As part of the HART Seminar master students Jaime Alonso Lorenzo and Henrik Hannemose implemented feedback mechanisms into the RoboTutor software. This allows the robot to interact with its audience in a new way, enhanching the learning experience. A video of this extension of the RoboTutor system can be found below:
The Robotutor is an NAO robot from Aldebaran Robotics that has been equipped with special software that enables it to give a presentation to a group of people. The type of presentation is one that most people are familiar with: the robot uses a PowerPoint slideshow and accompanies the slides with spoken text. An important difference however is that the robot can’t (yet) come up with the content of such a presentation. Therefore the software makes use of scripts. These are simple text files which contain the text for the robot to speak and the moments when the next slide is to be shown. Additionally the script can include a number of special commands, which provide interactivity in the presentation. After all, a presenter who just rattles out his text doesn’t really communicate with his audience, whether the presenter is a robot or a human being.

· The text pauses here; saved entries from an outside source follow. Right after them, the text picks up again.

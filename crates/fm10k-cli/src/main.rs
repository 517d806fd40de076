//! `fm10k`: register cache and CRM debugging for FM10000 switches.
//!
//! ```text
//! USAGE:
//!   fm10k regsets                         List shadowed register sets
//!   fm10k encode <base> <words> ...       Encode a geometry as a CRM slot
//!   fm10k simulate [--corrupt]            End-to-end CRM run on the software model
//!   fm10k crm status <pcie-addr>          CRM state, pending interrupts, slots
//!   fm10k crm start <pcie-addr>           Start a CRM scan (debug)
//!   fm10k crm stop <pcie-addr>            Stop the CRM (debug)
//! ```

use anyhow::{bail, Context, Result};
use clap::{Args, Parser, Subcommand};
use fm10k_chip::crm::CrmCommand;
use fm10k_chip::regs;
use fm10k_driver::{
    init_config, select_bus, tables, BusSelection, CacheMode, CrmEngine, CrmGeometry, RegisterBus,
    SoftwareBus, Switch, SwitchConfig,
};
use tracing::info;
use tracing_subscriber::EnvFilter;

#[derive(Parser)]
#[command(name = "fm10k", about = "FM10000 register cache and CRM CLI", version)]
struct Cli {
    #[command(subcommand)]
    command: Cmd,
}

#[derive(Subcommand)]
enum Cmd {
    /// List every shadowed register set and its CRM coverage.
    Regsets,
    /// Encode a register block geometry into CRM_COMMAND/CRM_REGISTER words.
    Encode {
        /// Word address of the first register (e.g. 0x200).
        #[arg(value_parser = parse_u32)]
        base: u32,
        /// 32-bit words per register.
        words: u32,
        /// Entry counts, innermost first (one to three values).
        #[arg(long, num_args = 1..=3, required = true, value_delimiter = ',')]
        sizes: Vec<u32>,
        /// Word strides, innermost first (one per size).
        #[arg(long, num_args = 1..=3, required = true, value_delimiter = ',', value_parser = parse_u32)]
        strides: Vec<u32>,
    },
    /// Bring up a simulated switch, start the CRM and run one scan pass.
    Simulate {
        #[command(flatten)]
        knobs: Knobs,
        /// Corrupt one GLORT CAM entry behind the cache's back before scanning.
        #[arg(long)]
        corrupt: bool,
    },
    /// Debug-only CRM control on a mapped device.
    Crm {
        #[command(subcommand)]
        action: CrmAction,
    },
}

#[derive(Subcommand)]
enum CrmAction {
    /// Show run state, interrupt mask/pending vectors and populated slots.
    Status {
        /// PCIe address (e.g. 0000:01:00.0).
        device: String,
    },
    /// Start scanning a slot range.
    Start {
        /// PCIe address (e.g. 0000:01:00.0).
        device: String,
        /// First slot.
        #[arg(long, default_value_t = 0)]
        first: u32,
        /// Last slot.
        #[arg(long, default_value_t = regs::CRM_GLORT_CAM_SLOT)]
        last: u32,
        /// Scan once instead of continuously.
        #[arg(long)]
        once: bool,
    },
    /// Stop scanning.
    Stop {
        /// PCIe address (e.g. 0000:01:00.0).
        device: String,
    },
}

/// Overrides on top of `FM10K_*` environment configuration.
#[derive(Args)]
struct Knobs {
    /// Cache read path: live or fast.
    #[arg(long)]
    cache_mode: Option<CacheMode>,
    /// Read every shadow from the model instead of evaluating defaults.
    #[arg(long)]
    hardware_bringup: bool,
    /// Hold non-forced writes until flushed.
    #[arg(long)]
    defer_writes: bool,
    /// Skip computing CRM checksum params at init.
    #[arg(long)]
    no_checksums: bool,
}

impl Knobs {
    fn config(&self) -> Result<SwitchConfig> {
        let mut cfg = SwitchConfig::from_env()?.with_fast_bringup(!self.hardware_bringup);
        if let Some(mode) = self.cache_mode {
            cfg = cfg.with_cache_mode(mode);
        }
        if self.defer_writes {
            cfg = cfg.with_defer_writes(true);
        }
        if self.no_checksums {
            cfg = cfg.with_crm_checksums(false);
        }
        Ok(cfg)
    }
}

fn parse_u32(s: &str) -> Result<u32, String> {
    let parsed = match s.strip_prefix("0x").or_else(|| s.strip_prefix("0X")) {
        Some(hex) => u32::from_str_radix(&hex.replace('_', ""), 16),
        None => s.replace('_', "").parse(),
    };
    parsed.map_err(|e| format!("{s:?}: {e}"))
}

fn main() -> Result<()> {
    tracing_subscriber::fmt()
        .with_env_filter(EnvFilter::try_from_default_env().unwrap_or_else(|_| "warn".into()))
        .init();

    let cli = Cli::parse();

    match cli.command {
        Cmd::Regsets => cmd_regsets(),
        Cmd::Encode {
            base,
            words,
            sizes,
            strides,
        } => cmd_encode(base, words, &sizes, &strides)?,
        Cmd::Simulate { knobs, corrupt } => cmd_simulate(&knobs, corrupt)?,
        Cmd::Crm { action } => cmd_crm(action)?,
    }

    Ok(())
}

fn cmd_regsets() {
    let plan = tables::crm_monitor_plan();
    println!("{:<20} {:>10} {:>6} {:>12}  CRM", "Name", "Base", "Width", "Entries");
    for set in tables::REGISTER_SETS {
        let slots: Vec<String> = (0u32..)
            .zip(&plan)
            .filter(|(_, b)| b.set.base == set.base)
            .map(|(slot, _)| slot.to_string())
            .collect();
        let crm = match slots.as_slice() {
            [] => "-".to_string(),
            [one] => format!("slot {one}"),
            [first, .., last] => format!("slots {first}..={last}"),
        };
        println!(
            "{:<20} {:>#10x} {:>6} {:>12}  {crm}",
            set.name,
            set.base,
            set.width,
            set.entry_count()
        );
    }
}

fn cmd_encode(base: u32, words: u32, sizes: &[u32], strides: &[u32]) -> Result<()> {
    if sizes.len() != strides.len() {
        bail!("{} sizes but {} strides", sizes.len(), strides.len());
    }
    let mut g = CrmGeometry::one_d(words, 0, 0);
    g.sizes[..sizes.len()].copy_from_slice(sizes);
    g.strides[..strides.len()].copy_from_slice(strides);

    let cfg = init_config(CrmCommand::Checksum, base, &g)?;
    let [c0, c1] = cfg.command_words();
    let [r0, r1] = cfg.register_words();

    println!("Geometry     : {words} words, sizes {sizes:?}, strides {strides:?}");
    println!("Register size: {} (+1 words)", cfg.reg_size);
    println!("Count        : {}", cfg.scan_count());
    println!(
        "Shifts       : size1={:#x} stride1={:#x} size2={:#x} stride2={:#x}",
        cfg.size1_shift, cfg.stride1_shift, cfg.size2_shift, cfg.stride2_shift
    );
    if let Some((lo, hi)) = cfg.footprint() {
        println!("Footprint    : {lo:#08x}..={hi:#08x}");
    }
    println!("CRM_COMMAND  : {c1:08x}_{c0:08x}");
    println!("CRM_REGISTER : {r1:08x}_{r0:08x}");
    Ok(())
}

fn cmd_simulate(knobs: &Knobs, corrupt: bool) -> Result<()> {
    let bus = SoftwareBus::new();
    bus.power_on(&tables::REGISTER_SETS);

    let cfg = knobs.config()?.with_crm_autostart(true);
    println!("Config       : {cfg:?}");
    let sw = Switch::init(Box::new(bus.clone()), cfg).context("switch bring-up")?;

    {
        let mut regs = sw.lock();
        regs.write_and_resync(&tables::FFU_SLICE_TCAM, &[0, 0], &[0x0A0B_0C0D, 0, 0xFFFF, 0])?;
        regs.write_and_resync(&tables::GLORT_CAM, &[1], &[0x0000_1001])?;
        let flushed = regs.flush_deferred()?;
        if flushed > 0 {
            println!("Flushed      : {flushed} deferred writes");
        }
        println!("CRM          : {}", regs.crm_state());
    }

    if corrupt {
        let addr = tables::GLORT_CAM.address(&[200])?;
        bus.poke(addr, bus.peek(addr) ^ 0x0000_0100);
        println!("Corrupted    : GLORT_CAM[200] @ {addr:#08x}");
    }

    let raised = bus.scan_crm();
    let pending = sw.lock().crm_pending_interrupts()?;
    println!("Scan raised  : {raised:#018x}");
    println!("CRM_IP       : {pending:#018x}");

    let stats = bus.stats();
    println!("Bus traffic  : {} reads, {} writes", stats.reads, stats.writes);
    sw.shutdown()?;
    Ok(())
}

fn cmd_crm(action: CrmAction) -> Result<()> {
    let device = match &action {
        CrmAction::Status { device }
        | CrmAction::Start { device, .. }
        | CrmAction::Stop { device } => device.clone(),
    };
    let mut bus = select_bus(BusSelection::Mmio, &device)
        .with_context(|| format!("mapping switch registers of {device}"))?;
    let mut crm = CrmEngine::new(tables::crm_monitor_plan())?;
    let state = crm.refresh_state(bus.as_mut())?;
    info!(%device, bus = %bus.bus_type(), %state, "attached to CRM");

    match action {
        CrmAction::Status { .. } => crm_status(&crm, bus.as_mut())?,
        CrmAction::Start {
            first, last, once, ..
        } => {
            crm.start(bus.as_mut(), first, last, !once)?;
            println!("CRM running: slots {first}..={last}");
        }
        CrmAction::Stop { .. } => {
            crm.stop(bus.as_mut())?;
            println!("CRM stopped");
        }
    }
    Ok(())
}

fn crm_status(crm: &CrmEngine, bus: &mut dyn RegisterBus) -> Result<()> {
    println!("State        : {}", crm.state());
    println!("Enabled      : {:#018x}", crm.enabled_slots());
    println!("Pending      : {:#018x}", crm.pending_interrupts(bus)?);
    for slot in 0..regs::CRM_SLOT_COUNT {
        let cfg = crm.read_slot(bus, slot)?;
        if cfg.scan_count() == 0 {
            continue;
        }
        println!(
            "  slot {slot:>2}: {:?} {} x {} words @ {:#08x} param {:#010x}",
            cfg.command,
            cfg.scan_count(),
            cfg.words_per_register(),
            cfg.base_address,
            cfg.param
        );
    }
    Ok(())
}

An important element of the interaction is the motion of the robot. The NAO is a humanoid robot with many degrees of freedom, and the Robotutor software uses its capabilities gratefully. There are generally two types of movements the robot can perform. First, there are the ‘big’ movements, such as dancing or doing a soccer kick. This is a good way to show off what the robot can do, but it is really a separate part of the presentation. On the contrary, the second type of movements is supposed to be executed during the regular presentation. These are movements such as hand gestures and looking around the room. The robot is capable of doing this on command, but through the script it is also possible to enable automatic execution of these movements throughout the presentation.
Another important way the robot interacts with its audience is by asking questions. For this purpose the Robotutor software makes use of the Turningpoint system. This system consists of ‘response cards’ that are handed out to the audience. These cards are small electronic devices with a number of buttons. These cards can be used to answer multiple choice questions. In the presentation, the robot will show a slide with a question and asks the audience to respond. The results can then be shown on the screen and the robot will reply accordingly. These are not the only features of the Robotutor, many others are implemented and even more are in development. In fact, extensibility is an important quality of the system. The software is written to support additional commands in the future to enable new ways of interaction. This way the capacity of the Robotutor can be continuously expanded and, based on feedback, developed into a complete educational experience.